Corner Gas stars Mr. Butt as gas station owner Brent Leroy, Eric Peterson as Brent's father, Oscar (notorious for the epithet "Jackass") and Janet Wright as his mother Emma.

The show has won six Geminis and is seen in 26 countries around the world, including the United States. Mr. Butt said he believes the show is so successful because he and his co-writers didn't go into production with an "agenda."

"The only kind of mandate I put forward to anybody was, 'Walk away from this thinking we made a funny show.' That was it."

While Mr. Butt said his decision was in the best interests of the show, he said he has accepted an offer from CTV to work on future television projects. He hinted at another one-camera comedy.

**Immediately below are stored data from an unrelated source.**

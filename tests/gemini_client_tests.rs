//! HTTP behaviour of the completion client against a local mock server

use sahayak::integration::{
    ConversationOrchestrator, TurnOutcome, CREDENTIAL_FAILURE_MESSAGE, GENERIC_FAILURE_MESSAGE,
};
use sahayak::llm::{ApiConfig, CompletionClient, GeminiClient};
use sahayak::messages::Sender;
use sahayak::{Mode, SahayakError};
use serde_json::json;
use std::sync::Arc;
use wiremock::{
    matchers::{body_partial_json, method, path, query_param},
    Mock, MockServer, ResponseTemplate,
};

const GENERATE_PATH: &str = "/v1beta/models/test-model:generateContent";

fn init_logging() {
    let _ = tracing_subscriber::fmt()
        .with_env_filter(tracing_subscriber::EnvFilter::from_default_env())
        .with_test_writer()
        .try_init();
}

fn client_for(server: &MockServer, key: Option<&str>) -> GeminiClient {
    let mut config = ApiConfig::new(format!("{}{}", server.uri(), GENERATE_PATH));
    if let Some(key) = key {
        config = config.with_api_key(key);
    }
    GeminiClient::new(config).unwrap()
}

fn reply(text: &str) -> serde_json::Value {
    json!({
        "candidates": [{
            "content": { "parts": [{ "text": text }], "role": "model" },
            "finishReason": "STOP"
        }]
    })
}

#[tokio::test]
async fn test_request_shape_and_reply() {
    init_logging();
    let server = MockServer::start().await;

    Mock::given(method("POST"))
        .and(path(GENERATE_PATH))
        .and(query_param("key", "test-key"))
        .and(body_partial_json(json!({
            "contents": [{ "parts": [{ "text": "What is diabetes?" }] }],
            "generationConfig": {
                "temperature": 0.7,
                "topK": 40,
                "topP": 0.95,
                "maxOutputTokens": 1024
            }
        })))
        .respond_with(ResponseTemplate::new(200).set_body_json(reply("Diabetes is...")))
        .expect(1)
        .mount(&server)
        .await;

    let client = client_for(&server, Some("test-key"));
    let text = client.complete("What is diabetes?").await.unwrap();
    assert_eq!(text, "Diabetes is...");
}

#[tokio::test]
async fn test_error_status_carries_message() {
    init_logging();
    let server = MockServer::start().await;

    Mock::given(method("POST"))
        .and(path(GENERATE_PATH))
        .respond_with(ResponseTemplate::new(400).set_body_json(json!({
            "error": {
                "code": 400,
                "message": "API key not valid. Please pass a valid API key.",
                "status": "INVALID_ARGUMENT"
            }
        })))
        .mount(&server)
        .await;

    let err = client_for(&server, Some("bad-key"))
        .complete("hello")
        .await
        .unwrap_err();

    assert_eq!(
        err,
        SahayakError::ApiError {
            status: 400,
            message: Some("API key not valid. Please pass a valid API key.".to_string()),
        }
    );
    assert!(err.is_credential_error());
}

#[tokio::test]
async fn test_error_status_without_body() {
    init_logging();
    let server = MockServer::start().await;

    Mock::given(method("POST"))
        .respond_with(ResponseTemplate::new(503).set_body_string("upstream unavailable"))
        .mount(&server)
        .await;

    let err = client_for(&server, Some("k")).complete("hello").await.unwrap_err();
    assert_eq!(
        err,
        SahayakError::ApiError {
            status: 503,
            message: None,
        }
    );
    assert_eq!(err.to_string(), "API error: 503 - Unknown error");
}

#[tokio::test]
async fn test_missing_text_is_format_error() {
    init_logging();
    let server = MockServer::start().await;

    Mock::given(method("POST"))
        .respond_with(ResponseTemplate::new(200).set_body_json(json!({ "candidates": [] })))
        .mount(&server)
        .await;

    let err = client_for(&server, Some("k")).complete("hello").await.unwrap_err();
    assert!(matches!(err, SahayakError::InvalidResponse(_)));
}

#[tokio::test]
async fn test_missing_key_sends_nothing() {
    init_logging();
    let server = MockServer::start().await;

    Mock::given(method("POST"))
        .respond_with(ResponseTemplate::new(200).set_body_json(reply("unused")))
        .expect(0)
        .mount(&server)
        .await;

    let err = client_for(&server, None).complete("hello").await.unwrap_err();
    assert_eq!(err, SahayakError::MissingApiKey);
}

#[tokio::test]
async fn test_rate_limited_turn() {
    init_logging();
    let server = MockServer::start().await;

    Mock::given(method("POST"))
        .and(path(GENERATE_PATH))
        .respond_with(ResponseTemplate::new(429).set_body_json(json!({
            "error": { "code": 429, "message": "Resource has been exhausted" }
        })))
        .mount(&server)
        .await;

    let orchestrator =
        ConversationOrchestrator::builder(Arc::new(client_for(&server, Some("k")))).build();
    orchestrator.select_mode(Mode::Information);

    let outcome = orchestrator.submit("What is diabetes?").await;

    assert!(matches!(
        outcome,
        TurnOutcome::Failed(SahayakError::ApiError { status: 429, .. })
    ));
    let history = orchestrator.history(Mode::Information);
    assert_eq!(history.len(), 2);
    assert_eq!(history[0].sender, Sender::User);
    assert_eq!(history[1].sender, Sender::System);
    assert_eq!(history[1].text, GENERIC_FAILURE_MESSAGE);
    assert!(!orchestrator.is_processing());
}

#[tokio::test]
async fn test_rejected_key_turn_adds_credential_notice() {
    init_logging();
    let server = MockServer::start().await;

    Mock::given(method("POST"))
        .respond_with(ResponseTemplate::new(403).set_body_json(json!({
            "error": { "code": 403, "message": "Permission denied" }
        })))
        .mount(&server)
        .await;

    let orchestrator =
        ConversationOrchestrator::builder(Arc::new(client_for(&server, Some("k")))).build();
    orchestrator.submit("hello").await;

    let texts: Vec<_> = orchestrator
        .history(Mode::Information)
        .into_iter()
        .map(|m| m.text)
        .collect();
    assert_eq!(
        texts,
        vec![
            "hello".to_string(),
            GENERIC_FAILURE_MESSAGE.to_string(),
            CREDENTIAL_FAILURE_MESSAGE.to_string(),
        ]
    );
}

But for now, he said, his focus will be on completing the final 19 episodes of Corner Gas, which begins production for its final season on May 15.

Nowhere did news of the series' looming end hit harder than in the 400-person town of Rouleau, Sask., where Corner Gas has been shot for the past five years.

Much of the fictional Dog River's attributes, such as the combined liquor and insurance store, are based on Rouleau's existing landscape. The town's grain elevator was repainted to read "Dog River" instead of "Rouleau."

Rouleau's mayor, Allen Kuhlmann, said the show's impact on the town has been tremendous. It has pumped about $800,000 into the economy.

"To put that into context, that's about eight years of taxes in the town," Mr. Kuhlmann said, adding that doesn't include the financial boon from the hundreds of tourists, many international, that often visit in a single day.

"We knew the day was coming some day that Corner Gas wouldn't be there any more, but that doesn't make it any less painful."